No entanto, foi no fim dos anos 60 e começo dos anos 70 que a MPB sofreu uma
transformação estética marcante. Trata-se do chamado movimento Tropicalista
(representado por Caetano Veloso, Gilberto Gil, Gal Costa, Tom Zé, Os Mutantes (grupo
do qual fazia parte Rita Lee) e outros; que emprestava elementos vindos da cultura pop
americana e misturava-os com a tradição da vanguarda, vinda do movimento da Semana
de Arte Moderna (tentativa de retomar os princípios antropofágicos de Oswald de Andrade)
somada à poesia concretista, dos irmãos Campos e as letras de Torquato Neto. Esse
movimento expôs, sem preconceito, todas as influências da MPB, de Luís Gonzaga a
Vicente Celestino. O tropicalismo digeriu e recriou todas as possibilidades oferecidas pela
música brasileira e internacional. Os artistas que participaram do tropicalismo queriam
entender o país em que viviam e comunicar-se com o povo, mas de um modo diferente
3. daquele proposto pelo CPC da UNE. Nesse aspecto, toda essa atividade intelectual e
artística estavam mescladas de política e os principais artistas acabaram sendo presos e
exilados.
A música brasileira dos anos 60 e 70 não viveu apenas da Jovem Guarda e do
Tropicalismo. Os Festivais da TV Record também empolgaram as plateias e abriram
espaço para artistas como Chico Buarque de Holanda, Elis Regina, Gilberto Gil, Jair
Rodrigues, Edu Lobo, Carlos Lira, Caetano Veloso e muitos outros. Outro espaço
importante para a música brasileira foi o programa O Fino da Bossa, apresentado também
na TV Record e que mostrava o melhor do samba e da Bossa Nova.

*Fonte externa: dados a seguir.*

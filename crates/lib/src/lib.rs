//! pigmake-lib: build orchestration for the pigment graphics library.
//!
//! This crate provides the pieces the `pigmake` binary wires together:
//! - `discover`: deterministic source/header/shader discovery
//! - `stage`: the public `include/`, `shaders/`, `lib/` staging layout
//! - `platform`: platform detection and link-time dependency resolution
//! - `config`: immutable-after-assembly build configuration
//! - `toolchain`: compiler/archiver/linker invocation
//! - `pipeline`: the static-library build sequence
//! - `example`: the example registry and per-example build loop

pub mod config;
pub mod discover;
pub mod error;
pub mod example;
pub mod pipeline;
pub mod platform;
pub mod stage;
pub mod toolchain;

pub use config::{BuildConfig, BuildOptions};
pub use error::{BuildError, Result};
pub use example::{BuildReport, ExampleDescriptor, ExampleOutcome};
pub use pipeline::{LibraryArtifacts, build_static_lib};
pub use platform::{Platform, PlatformDependencySet};
pub use stage::StagingLayout;
pub use toolchain::Toolchain;
//! Error types for pigmake-lib.

use std::path::PathBuf;

use thiserror::Error;

/// Errors that can occur while building the library or an example.
#[derive(Debug, Error)]
pub enum BuildError {
  /// Directory traversal failed during discovery.
  #[error("failed to walk {}: {source}", root.display())]
  Walk {
    root: PathBuf,
    #[source]
    source: walkdir::Error,
  },

  /// Copying a file or creating a directory in the staging layout failed.
  /// Fatal to the whole invocation.
  #[error("staging failed for {}: {source}", path.display())]
  Staging {
    path: PathBuf,
    #[source]
    source: std::io::Error,
  },

  /// A toolchain binary could not be spawned.
  #[error("failed to spawn '{binary}': {source}")]
  Spawn {
    binary: String,
    #[source]
    source: std::io::Error,
  },

  /// One compilation unit failed. Fatal to its containing build unit.
  #[error("compiling {} failed with exit code {code:?}\n{stderr}", unit.display())]
  Compile {
    unit: PathBuf,
    code: Option<i32>,
    stderr: String,
  },

  /// Archiving objects into the static library failed.
  #[error("archiving {} failed with exit code {code:?}\n{stderr}", archive.display())]
  Archive {
    archive: PathBuf,
    code: Option<i32>,
    stderr: String,
  },

  /// Linking an executable failed. Fatal only to its example.
  #[error("linking {} failed with exit code {code:?}\n{stderr}", executable.display())]
  Link {
    executable: PathBuf,
    code: Option<i32>,
    stderr: String,
  },

  /// I/O error outside the staging layout.
  #[error("io error: {0}")]
  Io(#[from] std::io::Error),
}

pub type Result<T> = std::result::Result<T, BuildError>;
//! Source artifact discovery.
//!
//! Walks a directory tree and returns the files matching a small
//! glob-style pattern. Three shapes cover every pipeline call site:
//! `**/*.c` (recursive, by extension), `*.c` (flat, by extension) and
//! `*` (flat, every file).

use std::path::{Path, PathBuf};

use walkdir::WalkDir;

use crate::error::{BuildError, Result};

/// A parsed discovery pattern: an optional recursive prefix plus a
/// file-name glob.
#[derive(Debug, Clone, Copy, PartialEq, Eq)]
struct Pattern<'a> {
  recursive: bool,
  file_glob: &'a str,
}

impl<'a> Pattern<'a> {
  fn parse(pattern: &'a str) -> Self {
    match pattern.strip_prefix("**/") {
      Some(rest) => Self { recursive: true, file_glob: rest },
      None => Self { recursive: false, file_glob: pattern },
    }
  }

  fn matches(&self, file_name: &str) -> bool {
    match self.file_glob.strip_prefix('*') {
      Some("") => true,
      Some(suffix) => file_name.ends_with(suffix),
      None => file_name == self.file_glob,
    }
  }
}

/// Find every file under `root` matching `pattern`.
///
/// Results are sorted lexicographically so repeated calls within one
/// invocation observe the same order. A root that does not exist, or
/// matches nothing, yields an empty set rather than an error.
pub fn find_files(root: &Path, pattern: &str) -> Result<Vec<PathBuf>> {
  if !root.is_dir() {
    return Ok(Vec::new());
  }

  let pattern = Pattern::parse(pattern);
  let max_depth = if pattern.recursive { usize::MAX } else { 1 };

  let mut files = Vec::new();
  for entry in WalkDir::new(root).max_depth(max_depth).sort_by_file_name() {
    let entry = entry.map_err(|source| BuildError::Walk { root: root.to_path_buf(), source })?;
    if !entry.file_type().is_file() {
      continue;
    }
    let file_name = entry.file_name().to_string_lossy();
    if pattern.matches(&file_name) {
      files.push(entry.into_path());
    }
  }

  // sort_by_file_name orders siblings; sort the flat list as well so the
  // order is stable across directories.
  files.sort();
  Ok(files)
}

#[cfg(test)]
mod tests {
  use super::*;
  use tempfile::TempDir;

  fn touch(root: &Path, relative: &str) {
    let path = root.join(relative);
    std::fs::create_dir_all(path.parent().unwrap()).unwrap();
    std::fs::write(&path, b"").unwrap();
  }

  #[test]
  fn recursive_pattern_finds_nested_sources() {
    let temp = TempDir::new().unwrap();
    touch(temp.path(), "core/a.c");
    touch(temp.path(), "core/deep/b.c");
    touch(temp.path(), "core/deep/b.h");
    touch(temp.path(), "top.c");

    let found = find_files(temp.path(), "**/*.c").unwrap();
    let names: Vec<_> = found
      .iter()
      .map(|p| p.strip_prefix(temp.path()).unwrap().to_string_lossy().replace('\\', "/"))
      .collect();
    assert_eq!(names, vec!["core/a.c", "core/deep/b.c", "top.c"]);
  }

  #[test]
  fn flat_wildcard_ignores_subdirectories() {
    let temp = TempDir::new().unwrap();
    touch(temp.path(), "tri.vert");
    touch(temp.path(), "tri.frag");
    touch(temp.path(), "nested/skip.vert");

    let found = find_files(temp.path(), "*").unwrap();
    let names: Vec<_> = found.iter().map(|p| p.file_name().unwrap().to_string_lossy().into_owned()).collect();
    assert_eq!(names, vec!["tri.frag", "tri.vert"]);
  }

  #[test]
  fn missing_root_yields_empty_set() {
    let temp = TempDir::new().unwrap();
    let found = find_files(&temp.path().join("nope"), "**/*.c").unwrap();
    assert!(found.is_empty());
  }

  #[test]
  fn no_matches_is_not_an_error() {
    let temp = TempDir::new().unwrap();
    touch(temp.path(), "readme.txt");
    let found = find_files(temp.path(), "**/*.c").unwrap();
    assert!(found.is_empty());
  }

  #[test]
  fn ordering_is_stable_across_calls() {
    let temp = TempDir::new().unwrap();
    touch(temp.path(), "b/z.c");
    touch(temp.path(), "a/y.c");
    touch(temp.path(), "a/x.c");

    let first = find_files(temp.path(), "**/*.c").unwrap();
    let second = find_files(temp.path(), "**/*.c").unwrap();
    assert_eq!(first, second);
  }
}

Concluindo: “Em meio ao período da ditadura militar, em que imperava a censura
aos meios de comunicação de massa e a repressão aos opositores do regime, o contexto
histórico, artístico e cultural é bastante rico e criativo com o aparecimento de diversas
manifestações.(...) Poucas décadas foram tão criativas – e ao mesmo tempo tão marcadas
pela repressão – como a década de 1960. Em todo o planeta, os jovens protestaram contra
um mundo burocratizado e vazio de conteúdo. E, valendo-se das mais diferentes formas de
manifestação, procuraram recriar outros laços sociais, outras razões para ficarem juntos e
outros signos (sinais) de reconhecimento”.(Myriam Becho & Patrícia R. Braick. História
das cavernas ao Terceiro Milênio. Ed. Moderna.)